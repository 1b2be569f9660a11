pub mod builtin;
pub mod config;
pub mod error;
pub mod exec;
pub mod io;
pub mod paths;
pub mod plan;
pub mod registry;
pub mod result;
pub mod sequence_file;
pub mod sequencer;
pub mod session;
pub mod step;
pub mod template;
pub mod types;

pub use error::{DevflowError, Result};
pub use exec::CommandRunner;
pub use registry::{ActionDescriptor, Registry, ResolvedAction};
pub use result::{ActionFailure, ExecutionResult};
pub use sequencer::{Sequencer, SequencerOptions};
pub use session::{Session, SessionState};
pub use step::Step;
pub use types::{Effect, EnvLifecycle, FailurePolicy, Flag, Reentry};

**Description of the task**
All lines from the one with "pub mod result;" to the end of the listing are to be printed exactly as given, both ends included.

**Exercise answer**
pub mod result;
pub mod sequence_file;
pub mod sequencer;
pub mod session;
pub mod step;
pub mod template;
pub mod types;

pub use error::{DevflowError, Result};
pub use exec::CommandRunner;
pub use registry::{ActionDescriptor, Registry, ResolvedAction};
pub use result::{ActionFailure, ExecutionResult};
pub use sequencer::{Sequencer, SequencerOptions};
pub use session::{Session, SessionState};
pub use step::Step;
pub use types::{Effect, EnvLifecycle, FailurePolicy, Flag, Reentry};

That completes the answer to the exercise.